Scientific classification
- Kingdom: Animalia
- Phylum: Chordata
- Class: Amphibia
- Order: Anura
- Family: Ranidae
- Genus: Clinotarsus
- Species: C. curtipes
- Binomial name: Clinotarsus curtipes (Jerdon, 1854)
- Synonyms: Rana curtipes Jerdon, 1854

= Bicolored frog =

- Authority: (Jerdon, 1854)
- Conservation status: LC
- Synonyms: Rana curtipes Jerdon, 1854

Species of amphibian

The bicolored frog or Malabar frog (Clinotarsus curtipes) is a species of frog endemic to the Western Ghats of India. The tadpoles of the species are black and form dense and compact schools in slow moving streams in forested areas.

==Description==
The bicolored frog's vomerine teeth scarcely developed, sometimes indistinct. The teeth are in two slightly oblique series on a level with the hind edge of the choanae. Its head large; snout short, rounded, with well-marked canthus rostralis and concave loreal region; nostril nearer to the end of the snout than to the eye; interorbital space broader than the upper eyelid; tympanum distinct, nearly as large as the eye. Fingers moderate, first extending beyond second; toes short, nearly entirely webbed; tips of fingers and toes swollen or dilated into very small disks; subarticular tubercles much developed; inner metatarsal tubercle small, oval, blunt; a rather large, flat tubercle at the base of the fourth toe; no tarsal fold. The tibio-tarsal articulation reaches the eye. Skin finely granular above; a moderately prominent, rather narrow glandular lateral fold; another told behind the tympanum down to the shoulder. Clinotarsus curtipes is greyish or brown above, with or without blackish dots; lateral fold lighter, edged with black; a blackish oblique spot or band below the eye; upper lip with a blackish margin; limbs dark purplish brown, without cross bands; light brown beneath, the throat sometimes dark brown. Male with an internal subgular vocal sac.

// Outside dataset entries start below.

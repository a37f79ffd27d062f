//! Visually faithful downsampling for plotting.
//!
//! Interior events are split into fixed-size bins. Each bin keeps the point forming the largest
//! triangle with the previous bin's selection and the next bin's first event, its minimum and
//! maximum, and every non-update event together with its update neighbours, so gaps in the
//! channel history stay visible. The first and last events always pass through.

use crate::error::StreamError;
use crate::event::{Event, NumericValue};
use crate::stream::{EventStream, ensure_open};
use std::collections::{BTreeMap, VecDeque};

/// Area of the triangle (`left`, `candidate`, `right`).
///
/// The x axis is seconds relative to `left`. A non-update `right` anchor takes `left`'s value.
pub fn triangle_area<V: NumericValue>(
    left: &Event<V>,
    candidate: &Event<V>,
    right: &Event<V>,
) -> f64 {
    let x2 = candidate.timestamp_as_seconds() - left.timestamp_as_seconds();
    let x3 = right.timestamp_as_seconds() - left.timestamp_as_seconds();

    let y1 = left.value().as_f64();
    let y2 = candidate.value().as_f64();
    let y3 = if right.is_update() {
        right.value().as_f64()
    } else {
        y1
    };

    0.5 * (x2 * (y3 - y1) + x3 * (y1 - y2)).abs()
}

/// One bin of raw events being reduced to a handful of representative points.
#[derive(Debug, Clone)]
pub struct DownsampleBucket<V> {
    events: Vec<Event<V>>,
    selected: Option<usize>,
    min: Option<usize>,
    max: Option<usize>,
    passthrough: Vec<usize>,
}

impl<V: NumericValue> DownsampleBucket<V> {
    /// Creates a bucket. Fails with [`StreamError::Configuration`] if `events` is empty.
    pub fn new(events: Vec<Event<V>>) -> Result<Self, StreamError> {
        if events.is_empty() {
            return Err(StreamError::Configuration(
                "downsample bucket requires at least one event".to_string(),
            ));
        }
        Ok(Self {
            events,
            selected: None,
            min: None,
            max: None,
            passthrough: Vec::new(),
        })
    }

    /// Scans the bin against its anchors and returns the point the next bin should use as its
    /// left anchor: the selected point, or `left` itself when no update formed a triangle of
    /// positive area.
    pub fn downsample(&mut self, left: &Event<V>, right: &Event<V>) -> Event<V> {
        let mut best_area = 0.0;
        let mut previous: Option<usize> = None;

        for (i, event) in self.events.iter().enumerate() {
            if !event.is_update() {
                if let Some(p) = previous {
                    self.passthrough.push(p);
                }
                self.passthrough.push(i);
                previous = Some(i);
                continue;
            }
            if previous.is_some_and(|p| !self.events[p].is_update()) {
                self.passthrough.push(i);
            }

            let area = triangle_area(left, event, right);
            if area > best_area {
                best_area = area;
                self.selected = Some(i);
            }

            let value = event.value().as_f64();
            if self
                .min
                .is_none_or(|m| value < self.events[m].value().as_f64())
            {
                self.min = Some(i);
            }
            if self
                .max
                .is_none_or(|m| value > self.events[m].value().as_f64())
            {
                self.max = Some(i);
            }
            previous = Some(i);
        }

        match self.selected {
            Some(i) => self.events[i].clone(),
            None => left.clone(),
        }
    }

    /// The points this bin contributes, ascending by timestamp. Among points sharing a
    /// timestamp the first of selected, min, max, pass-through wins.
    pub fn output(&self) -> Vec<Event<V>> {
        let mut out: BTreeMap<i64, usize> = BTreeMap::new();
        let picks = [self.selected, self.min, self.max]
            .into_iter()
            .flatten()
            .chain(self.passthrough.iter().copied());
        for i in picks {
            out.entry(self.events[i].timestamp()).or_insert(i);
        }
        out.into_values().map(|i| self.events[i].clone()).collect()
    }
}

/// Streams a bin-by-bin visual downsample of a numeric stream.
///
/// Holds at most one bin of raw events plus that bin's output at any time.
pub struct VisualDownsampleStream<S: EventStream> {
    inner: S,
    bin_size: u64,
    queue: VecDeque<Event<S::Value>>,
    has_first: bool,
    last_selected: Option<Event<S::Value>>,
    bin_boundary: u64,
    processed: u64,
    bin: Vec<Event<S::Value>>,
    lookahead: Option<Event<S::Value>>,
}

impl<S> VisualDownsampleStream<S>
where
    S: EventStream,
    S::Value: NumericValue,
{
    /// Wraps `inner`, which yields `total_count` events, to produce about `requested_bins`
    /// bins.
    ///
    /// Fails with [`StreamError::Configuration`] if fewer than three bins are requested, since
    /// the first and last events take one bin each.
    pub fn new(inner: S, total_count: u64, requested_bins: u64) -> Result<Self, StreamError> {
        if requested_bins < 3 {
            return Err(StreamError::Configuration(format!(
                "visual downsampling needs at least 3 bins, got {requested_bins}"
            )));
        }
        let bin_size = Self::bin_size_for(total_count, requested_bins);
        #[cfg(feature = "logging")]
        log::debug!("downsampling {total_count} events into bins of {bin_size}");
        Ok(Self {
            inner,
            bin_size,
            queue: VecDeque::new(),
            has_first: false,
            last_selected: None,
            bin_boundary: 0,
            processed: 0,
            bin: Vec::new(),
            lookahead: None,
        })
    }

    /// Interior events per bin, so that no more than `requested_bins - 2` interior bins form.
    pub fn bin_size_for(total_count: u64, requested_bins: u64) -> u64 {
        let interior_bins = requested_bins.saturating_sub(2).max(1);
        total_count
            .saturating_sub(2)
            .div_ceil(interior_bins)
            .max(1)
    }

    /// Interior events per bin.
    pub fn bin_size(&self) -> u64 {
        self.bin_size
    }

    /// Events waiting to be read.
    #[cfg(test)]
    pub(crate) fn queued(&self) -> usize {
        self.queue.len()
    }

    /// Forwards one event from before the first update, or the first update itself.
    fn queue_first(&mut self) -> Result<(), StreamError> {
        let Some(event) = self.inner.read()? else {
            return Ok(());
        };
        self.processed += 1;
        if event.is_update() {
            self.has_first = true;
            self.last_selected = Some(event.clone());
            self.bin_boundary = (self.processed / self.bin_size + 1) * self.bin_size;
        }
        self.queue.push_back(event);
        Ok(())
    }

    fn flush_bin(&mut self, right: &Event<S::Value>) -> Result<(), StreamError> {
        let Some(left) = self.last_selected.take() else {
            return Ok(());
        };
        let mut bucket = DownsampleBucket::new(std::mem::take(&mut self.bin))?;
        self.last_selected = Some(bucket.downsample(&left, right));
        self.queue.extend(bucket.output());
        Ok(())
    }

    fn process(&mut self) -> Result<(), StreamError> {
        if !self.has_first {
            return self.queue_first();
        }

        let mut previous = self.lookahead.take();
        while let Some(current) = self.inner.read()? {
            if let Some(event) = previous.take() {
                self.bin.push(event);
                self.processed += 1;
                if self.processed == self.bin_boundary {
                    self.bin_boundary += self.bin_size;
                    self.flush_bin(&current)?;
                    self.lookahead = Some(current);
                    return Ok(());
                }
            }
            previous = Some(current);
        }

        if let Some(last) = previous {
            if !self.bin.is_empty() {
                self.flush_bin(&last)?;
            }
            self.queue.push_back(last);
        }
        Ok(())
    }
}

impl<S> EventStream for VisualDownsampleStream<S>
where
    S: EventStream,
    S::Value: NumericValue,
{
    type Value = S::Value;

    fn read(&mut self) -> Result<Option<Event<S::Value>>, StreamError> {
        ensure_open(self)?;
        if self.queue.is_empty() {
            self.process()?;
        }
        Ok(self.queue.pop_front())
    }

    fn is_open(&self) -> bool {
        self.inner.is_open()
    }

    fn close(&mut self) -> Result<(), StreamError> {
        self.queue.clear();
        self.bin.clear();
        self.inner.close()
    }
}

The spot patterns on the backs are often distinctive enough to use for population estimation using capture and recapture techniques. Use of this technique in the Bisale Reserve Forest in Kodagu during January 1999 – July 2001 gave a population density estimate of 0.08–0.1 frogs per square metre.

Adult frogs may occasionally feign death to escape predators.

The tadpoles are large (more than 9 cm in total length) and form shoals in slow moving streams. They are collected for local consumption.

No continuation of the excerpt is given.